→ Data to examine:
━━━━━━━━━━━━━━━━
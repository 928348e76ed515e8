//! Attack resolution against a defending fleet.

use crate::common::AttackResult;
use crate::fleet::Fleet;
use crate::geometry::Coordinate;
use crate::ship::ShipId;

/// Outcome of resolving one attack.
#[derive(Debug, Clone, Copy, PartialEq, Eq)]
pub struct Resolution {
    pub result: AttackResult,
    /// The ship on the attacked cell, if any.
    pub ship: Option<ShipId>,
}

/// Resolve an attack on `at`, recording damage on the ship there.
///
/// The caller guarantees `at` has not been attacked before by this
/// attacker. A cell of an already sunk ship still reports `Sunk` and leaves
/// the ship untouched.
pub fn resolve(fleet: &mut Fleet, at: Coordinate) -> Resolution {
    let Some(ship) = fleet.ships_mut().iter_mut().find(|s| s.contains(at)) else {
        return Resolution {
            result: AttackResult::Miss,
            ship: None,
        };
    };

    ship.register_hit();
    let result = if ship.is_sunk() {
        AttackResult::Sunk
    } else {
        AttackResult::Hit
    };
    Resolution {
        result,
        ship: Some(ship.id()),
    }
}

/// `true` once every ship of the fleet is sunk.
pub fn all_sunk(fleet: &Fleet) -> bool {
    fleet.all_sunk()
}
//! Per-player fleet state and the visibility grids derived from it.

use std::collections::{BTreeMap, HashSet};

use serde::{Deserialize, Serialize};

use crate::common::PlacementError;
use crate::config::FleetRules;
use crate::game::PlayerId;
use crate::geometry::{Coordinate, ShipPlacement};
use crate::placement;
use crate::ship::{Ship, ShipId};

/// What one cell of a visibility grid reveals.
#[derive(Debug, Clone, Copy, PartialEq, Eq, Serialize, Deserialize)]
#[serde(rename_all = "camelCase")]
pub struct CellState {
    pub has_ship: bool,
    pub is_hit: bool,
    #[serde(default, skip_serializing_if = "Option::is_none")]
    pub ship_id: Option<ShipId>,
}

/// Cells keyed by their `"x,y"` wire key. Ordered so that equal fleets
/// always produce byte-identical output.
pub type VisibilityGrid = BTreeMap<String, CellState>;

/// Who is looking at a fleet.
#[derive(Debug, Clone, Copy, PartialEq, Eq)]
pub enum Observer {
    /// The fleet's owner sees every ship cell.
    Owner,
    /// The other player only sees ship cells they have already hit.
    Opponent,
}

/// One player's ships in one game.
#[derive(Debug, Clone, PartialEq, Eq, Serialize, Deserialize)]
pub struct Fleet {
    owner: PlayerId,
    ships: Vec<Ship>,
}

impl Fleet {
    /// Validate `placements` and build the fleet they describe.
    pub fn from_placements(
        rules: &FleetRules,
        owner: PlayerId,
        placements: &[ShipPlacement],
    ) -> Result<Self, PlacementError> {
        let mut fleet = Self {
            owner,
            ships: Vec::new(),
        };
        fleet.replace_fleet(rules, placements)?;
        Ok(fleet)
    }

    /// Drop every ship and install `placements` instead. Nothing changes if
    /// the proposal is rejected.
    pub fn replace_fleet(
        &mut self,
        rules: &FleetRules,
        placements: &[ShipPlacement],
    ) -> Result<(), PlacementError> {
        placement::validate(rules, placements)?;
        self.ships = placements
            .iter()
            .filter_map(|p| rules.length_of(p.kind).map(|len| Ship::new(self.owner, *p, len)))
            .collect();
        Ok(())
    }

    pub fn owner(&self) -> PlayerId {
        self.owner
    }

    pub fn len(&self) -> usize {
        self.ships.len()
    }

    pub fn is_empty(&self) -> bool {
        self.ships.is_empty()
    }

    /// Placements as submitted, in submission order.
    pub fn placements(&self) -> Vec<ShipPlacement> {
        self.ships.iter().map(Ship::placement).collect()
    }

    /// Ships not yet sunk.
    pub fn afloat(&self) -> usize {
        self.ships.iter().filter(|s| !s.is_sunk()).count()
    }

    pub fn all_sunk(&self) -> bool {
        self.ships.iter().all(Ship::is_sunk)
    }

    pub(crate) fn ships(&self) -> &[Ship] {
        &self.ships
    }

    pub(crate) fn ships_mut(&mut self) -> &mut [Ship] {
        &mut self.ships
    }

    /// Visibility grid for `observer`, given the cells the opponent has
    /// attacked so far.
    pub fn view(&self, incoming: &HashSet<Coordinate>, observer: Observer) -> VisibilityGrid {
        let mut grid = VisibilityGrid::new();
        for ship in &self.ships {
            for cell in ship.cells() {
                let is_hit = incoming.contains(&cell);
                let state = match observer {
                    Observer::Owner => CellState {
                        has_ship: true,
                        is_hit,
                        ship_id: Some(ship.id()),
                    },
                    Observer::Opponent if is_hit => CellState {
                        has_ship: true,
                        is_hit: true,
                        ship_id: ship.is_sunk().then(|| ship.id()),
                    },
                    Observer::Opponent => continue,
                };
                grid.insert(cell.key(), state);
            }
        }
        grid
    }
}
━━━━━━━━━━━━━━━━
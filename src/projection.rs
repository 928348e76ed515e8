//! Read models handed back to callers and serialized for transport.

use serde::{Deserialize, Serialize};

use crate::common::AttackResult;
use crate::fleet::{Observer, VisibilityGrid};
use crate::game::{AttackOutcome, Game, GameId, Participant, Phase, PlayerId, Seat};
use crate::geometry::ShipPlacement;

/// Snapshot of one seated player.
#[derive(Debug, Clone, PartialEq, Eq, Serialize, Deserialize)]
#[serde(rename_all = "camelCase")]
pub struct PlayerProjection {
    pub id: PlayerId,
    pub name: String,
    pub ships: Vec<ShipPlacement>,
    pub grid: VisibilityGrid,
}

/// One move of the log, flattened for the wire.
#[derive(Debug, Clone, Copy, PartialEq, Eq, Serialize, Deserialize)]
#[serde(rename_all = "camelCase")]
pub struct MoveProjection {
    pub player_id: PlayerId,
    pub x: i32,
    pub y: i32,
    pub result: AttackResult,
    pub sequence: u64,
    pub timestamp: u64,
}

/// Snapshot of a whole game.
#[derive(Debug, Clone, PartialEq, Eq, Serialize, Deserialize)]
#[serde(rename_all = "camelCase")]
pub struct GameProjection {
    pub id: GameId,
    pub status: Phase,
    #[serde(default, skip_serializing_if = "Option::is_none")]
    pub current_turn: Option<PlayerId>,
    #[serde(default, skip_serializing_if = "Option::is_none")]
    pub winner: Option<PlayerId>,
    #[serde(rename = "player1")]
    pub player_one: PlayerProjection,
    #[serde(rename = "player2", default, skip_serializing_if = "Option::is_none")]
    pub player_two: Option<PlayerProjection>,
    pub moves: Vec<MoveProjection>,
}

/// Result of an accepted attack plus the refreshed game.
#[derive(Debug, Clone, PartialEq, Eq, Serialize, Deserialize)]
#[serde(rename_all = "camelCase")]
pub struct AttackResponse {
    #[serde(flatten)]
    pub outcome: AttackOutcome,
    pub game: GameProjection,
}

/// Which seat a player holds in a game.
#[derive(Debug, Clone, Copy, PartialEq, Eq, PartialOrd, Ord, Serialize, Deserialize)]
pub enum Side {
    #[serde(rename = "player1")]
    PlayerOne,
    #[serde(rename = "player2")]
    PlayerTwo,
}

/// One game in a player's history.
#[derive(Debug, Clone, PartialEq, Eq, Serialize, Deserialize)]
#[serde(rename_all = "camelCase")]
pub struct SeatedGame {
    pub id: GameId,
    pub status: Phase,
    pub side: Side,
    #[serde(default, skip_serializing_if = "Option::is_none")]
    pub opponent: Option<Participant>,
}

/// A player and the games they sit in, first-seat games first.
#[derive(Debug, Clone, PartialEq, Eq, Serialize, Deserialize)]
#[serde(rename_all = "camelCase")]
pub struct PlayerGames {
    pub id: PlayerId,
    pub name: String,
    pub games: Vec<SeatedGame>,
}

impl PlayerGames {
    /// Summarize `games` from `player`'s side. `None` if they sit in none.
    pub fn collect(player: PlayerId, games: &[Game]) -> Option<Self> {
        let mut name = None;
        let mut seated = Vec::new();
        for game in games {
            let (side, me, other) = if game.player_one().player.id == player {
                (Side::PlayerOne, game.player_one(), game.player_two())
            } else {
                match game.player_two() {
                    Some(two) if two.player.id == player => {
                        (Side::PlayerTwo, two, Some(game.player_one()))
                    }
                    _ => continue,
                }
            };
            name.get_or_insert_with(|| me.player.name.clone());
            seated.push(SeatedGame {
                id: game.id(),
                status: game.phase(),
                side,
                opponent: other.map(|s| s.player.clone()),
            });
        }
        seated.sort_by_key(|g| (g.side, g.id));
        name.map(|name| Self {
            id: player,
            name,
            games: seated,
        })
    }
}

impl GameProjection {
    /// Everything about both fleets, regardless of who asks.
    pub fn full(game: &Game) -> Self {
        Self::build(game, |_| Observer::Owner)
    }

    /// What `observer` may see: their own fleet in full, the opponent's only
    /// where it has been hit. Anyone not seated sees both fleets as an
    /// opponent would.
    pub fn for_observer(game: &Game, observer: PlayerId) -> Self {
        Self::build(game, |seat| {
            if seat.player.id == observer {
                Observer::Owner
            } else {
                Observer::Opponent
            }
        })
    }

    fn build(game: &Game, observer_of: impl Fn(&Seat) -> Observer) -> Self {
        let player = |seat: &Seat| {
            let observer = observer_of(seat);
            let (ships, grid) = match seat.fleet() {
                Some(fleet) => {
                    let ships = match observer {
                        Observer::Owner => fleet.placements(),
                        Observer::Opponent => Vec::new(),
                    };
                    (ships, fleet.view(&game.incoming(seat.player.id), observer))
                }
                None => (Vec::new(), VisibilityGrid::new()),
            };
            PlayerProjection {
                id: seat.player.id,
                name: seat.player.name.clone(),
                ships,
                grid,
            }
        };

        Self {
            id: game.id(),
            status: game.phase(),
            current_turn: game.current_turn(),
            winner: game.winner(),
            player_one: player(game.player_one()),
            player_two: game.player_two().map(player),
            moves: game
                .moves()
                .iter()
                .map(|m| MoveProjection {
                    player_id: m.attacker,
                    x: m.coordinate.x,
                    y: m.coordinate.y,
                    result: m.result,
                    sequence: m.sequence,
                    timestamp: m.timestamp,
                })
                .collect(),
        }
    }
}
━━━━━━━━━━━━━━━━
Filter the data above by the word "AttackResult" and copy every line that matches.

→ Solution for this exercise:
use crate::common::AttackResult;
    pub result: AttackResult,
            result: AttackResult::Miss,
        AttackResult::Sunk
        AttackResult::Hit
use crate::common::AttackResult;
    pub result: AttackResult,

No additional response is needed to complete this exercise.